Directions for this task >> Pull out every line with the word "repository" from the entries below.

....

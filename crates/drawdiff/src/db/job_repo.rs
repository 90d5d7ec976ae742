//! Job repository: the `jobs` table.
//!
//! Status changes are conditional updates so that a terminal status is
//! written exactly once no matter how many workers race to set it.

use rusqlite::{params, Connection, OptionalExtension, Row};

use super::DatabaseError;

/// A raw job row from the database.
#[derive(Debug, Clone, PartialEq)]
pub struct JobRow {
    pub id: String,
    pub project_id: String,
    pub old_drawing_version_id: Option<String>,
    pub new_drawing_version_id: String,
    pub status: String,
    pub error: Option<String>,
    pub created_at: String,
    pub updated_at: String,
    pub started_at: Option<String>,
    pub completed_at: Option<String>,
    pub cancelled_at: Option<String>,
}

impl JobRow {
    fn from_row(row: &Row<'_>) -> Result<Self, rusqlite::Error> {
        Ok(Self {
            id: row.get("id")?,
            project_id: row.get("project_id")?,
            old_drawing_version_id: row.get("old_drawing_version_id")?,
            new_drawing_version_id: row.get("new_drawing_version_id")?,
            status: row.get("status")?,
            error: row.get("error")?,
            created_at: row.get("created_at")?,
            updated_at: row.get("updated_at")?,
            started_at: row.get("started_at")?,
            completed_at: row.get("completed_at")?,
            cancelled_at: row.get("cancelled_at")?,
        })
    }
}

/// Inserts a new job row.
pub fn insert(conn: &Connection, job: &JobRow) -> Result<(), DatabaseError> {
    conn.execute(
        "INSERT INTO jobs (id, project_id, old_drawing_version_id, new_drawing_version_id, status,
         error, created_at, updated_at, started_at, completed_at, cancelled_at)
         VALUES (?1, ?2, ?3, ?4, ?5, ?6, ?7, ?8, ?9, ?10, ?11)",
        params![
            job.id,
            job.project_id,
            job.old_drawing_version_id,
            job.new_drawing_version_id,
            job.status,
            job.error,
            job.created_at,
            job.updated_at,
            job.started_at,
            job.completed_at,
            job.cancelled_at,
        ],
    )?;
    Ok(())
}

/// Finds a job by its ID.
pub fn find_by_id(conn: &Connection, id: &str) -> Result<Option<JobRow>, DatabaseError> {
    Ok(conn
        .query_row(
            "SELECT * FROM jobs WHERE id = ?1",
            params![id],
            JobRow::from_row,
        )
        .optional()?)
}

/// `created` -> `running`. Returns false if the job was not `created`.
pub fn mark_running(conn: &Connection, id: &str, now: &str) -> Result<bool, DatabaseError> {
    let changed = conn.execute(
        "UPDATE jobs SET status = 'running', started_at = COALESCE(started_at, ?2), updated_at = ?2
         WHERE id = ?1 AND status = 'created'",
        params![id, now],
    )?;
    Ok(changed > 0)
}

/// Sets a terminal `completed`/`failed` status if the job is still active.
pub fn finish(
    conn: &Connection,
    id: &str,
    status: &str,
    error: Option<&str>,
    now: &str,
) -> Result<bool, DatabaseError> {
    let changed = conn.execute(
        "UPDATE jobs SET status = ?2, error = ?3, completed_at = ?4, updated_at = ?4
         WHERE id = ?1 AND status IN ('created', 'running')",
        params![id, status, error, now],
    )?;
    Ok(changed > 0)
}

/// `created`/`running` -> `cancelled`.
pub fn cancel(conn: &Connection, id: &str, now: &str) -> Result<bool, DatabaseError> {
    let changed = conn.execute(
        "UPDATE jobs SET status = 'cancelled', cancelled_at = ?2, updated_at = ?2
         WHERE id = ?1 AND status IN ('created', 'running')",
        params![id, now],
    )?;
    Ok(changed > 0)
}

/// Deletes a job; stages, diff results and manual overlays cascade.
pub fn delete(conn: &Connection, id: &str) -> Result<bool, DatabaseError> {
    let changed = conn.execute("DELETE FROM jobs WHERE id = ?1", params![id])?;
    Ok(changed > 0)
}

....

Solution below >>
repository 90d5d7ec976ae742
//! Job repository: the `jobs` table.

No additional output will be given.